(Stored data entries)
******

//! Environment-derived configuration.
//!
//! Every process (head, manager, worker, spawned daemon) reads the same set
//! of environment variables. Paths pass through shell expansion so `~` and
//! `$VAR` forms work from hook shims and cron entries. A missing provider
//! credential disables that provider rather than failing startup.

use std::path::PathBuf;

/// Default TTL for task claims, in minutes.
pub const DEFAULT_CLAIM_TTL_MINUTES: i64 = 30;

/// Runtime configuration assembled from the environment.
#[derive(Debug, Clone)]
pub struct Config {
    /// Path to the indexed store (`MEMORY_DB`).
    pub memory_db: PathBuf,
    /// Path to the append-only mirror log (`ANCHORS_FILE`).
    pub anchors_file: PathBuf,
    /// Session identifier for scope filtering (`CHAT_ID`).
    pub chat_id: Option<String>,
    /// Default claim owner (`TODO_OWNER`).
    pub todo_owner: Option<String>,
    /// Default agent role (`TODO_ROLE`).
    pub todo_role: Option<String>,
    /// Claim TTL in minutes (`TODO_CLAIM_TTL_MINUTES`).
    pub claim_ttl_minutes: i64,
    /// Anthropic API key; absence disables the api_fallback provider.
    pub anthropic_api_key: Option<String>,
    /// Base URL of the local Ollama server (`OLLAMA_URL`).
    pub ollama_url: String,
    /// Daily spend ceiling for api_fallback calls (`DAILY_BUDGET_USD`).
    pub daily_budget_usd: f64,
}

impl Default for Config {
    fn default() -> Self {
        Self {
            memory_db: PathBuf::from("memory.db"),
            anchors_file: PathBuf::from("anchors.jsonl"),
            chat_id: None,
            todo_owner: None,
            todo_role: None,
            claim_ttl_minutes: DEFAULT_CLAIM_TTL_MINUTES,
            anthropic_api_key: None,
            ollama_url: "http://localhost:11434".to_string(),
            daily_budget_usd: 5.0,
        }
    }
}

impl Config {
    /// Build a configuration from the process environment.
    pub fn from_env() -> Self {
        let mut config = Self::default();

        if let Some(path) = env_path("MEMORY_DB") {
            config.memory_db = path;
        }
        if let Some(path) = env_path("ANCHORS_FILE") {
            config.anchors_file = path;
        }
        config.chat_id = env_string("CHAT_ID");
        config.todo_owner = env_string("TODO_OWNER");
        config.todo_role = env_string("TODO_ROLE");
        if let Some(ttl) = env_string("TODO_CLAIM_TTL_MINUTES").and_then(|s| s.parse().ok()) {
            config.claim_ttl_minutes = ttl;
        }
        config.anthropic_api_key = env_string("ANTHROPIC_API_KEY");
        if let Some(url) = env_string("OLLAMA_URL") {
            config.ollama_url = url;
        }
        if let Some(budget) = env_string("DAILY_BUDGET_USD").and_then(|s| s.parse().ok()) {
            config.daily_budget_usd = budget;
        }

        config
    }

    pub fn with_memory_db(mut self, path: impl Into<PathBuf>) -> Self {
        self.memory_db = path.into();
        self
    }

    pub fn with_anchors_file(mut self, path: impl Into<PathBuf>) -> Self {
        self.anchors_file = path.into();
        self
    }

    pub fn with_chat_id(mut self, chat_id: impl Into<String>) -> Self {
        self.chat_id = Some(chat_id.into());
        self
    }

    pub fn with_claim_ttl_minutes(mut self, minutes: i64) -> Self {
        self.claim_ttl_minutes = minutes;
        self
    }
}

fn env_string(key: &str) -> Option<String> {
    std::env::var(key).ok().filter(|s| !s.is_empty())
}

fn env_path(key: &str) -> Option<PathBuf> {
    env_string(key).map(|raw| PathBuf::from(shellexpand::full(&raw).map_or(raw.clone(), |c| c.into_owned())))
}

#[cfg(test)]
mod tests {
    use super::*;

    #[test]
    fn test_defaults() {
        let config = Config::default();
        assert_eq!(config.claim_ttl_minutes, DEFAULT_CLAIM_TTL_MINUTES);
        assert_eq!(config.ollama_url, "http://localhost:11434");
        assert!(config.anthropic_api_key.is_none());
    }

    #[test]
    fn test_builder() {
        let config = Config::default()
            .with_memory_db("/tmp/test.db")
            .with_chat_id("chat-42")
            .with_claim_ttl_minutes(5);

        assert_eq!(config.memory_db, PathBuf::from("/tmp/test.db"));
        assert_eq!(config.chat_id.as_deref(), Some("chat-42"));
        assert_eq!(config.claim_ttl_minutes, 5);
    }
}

******

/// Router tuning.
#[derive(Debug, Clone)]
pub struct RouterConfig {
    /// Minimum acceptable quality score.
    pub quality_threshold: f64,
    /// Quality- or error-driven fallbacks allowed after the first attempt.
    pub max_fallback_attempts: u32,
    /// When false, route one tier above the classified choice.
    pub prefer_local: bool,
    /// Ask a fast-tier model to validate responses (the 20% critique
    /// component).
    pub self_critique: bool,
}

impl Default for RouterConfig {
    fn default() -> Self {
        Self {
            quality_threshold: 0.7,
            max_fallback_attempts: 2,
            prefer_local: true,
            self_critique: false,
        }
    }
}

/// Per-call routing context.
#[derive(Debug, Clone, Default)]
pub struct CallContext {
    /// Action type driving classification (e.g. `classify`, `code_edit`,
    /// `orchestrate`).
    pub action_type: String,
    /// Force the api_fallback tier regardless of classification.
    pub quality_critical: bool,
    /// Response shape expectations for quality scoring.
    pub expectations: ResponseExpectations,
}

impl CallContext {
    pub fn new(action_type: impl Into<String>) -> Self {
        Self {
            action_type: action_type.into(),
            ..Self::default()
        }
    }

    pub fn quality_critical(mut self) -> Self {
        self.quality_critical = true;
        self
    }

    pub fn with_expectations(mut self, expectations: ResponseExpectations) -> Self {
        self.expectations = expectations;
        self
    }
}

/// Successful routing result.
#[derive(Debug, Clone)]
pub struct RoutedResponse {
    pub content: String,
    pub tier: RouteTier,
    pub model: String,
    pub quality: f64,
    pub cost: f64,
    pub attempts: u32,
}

******

--- Goal of the exercise ---
Send back an exact copy of only the lines from the line with "claims, in minutes." up to and including the line with "Session identifier for" in the data above.

--- Exercise answer ---
/// Default TTL for task claims, in minutes.
pub const DEFAULT_CLAIM_TTL_MINUTES: i64 = 30;

/// Runtime configuration assembled from the environment.
#[derive(Debug, Clone)]
pub struct Config {
    /// Path to the indexed store (`MEMORY_DB`).
    pub memory_db: PathBuf,
    /// Path to the append-only mirror log (`ANCHORS_FILE`).
    pub anchors_file: PathBuf,
    /// Session identifier for scope filtering (`CHAT_ID`).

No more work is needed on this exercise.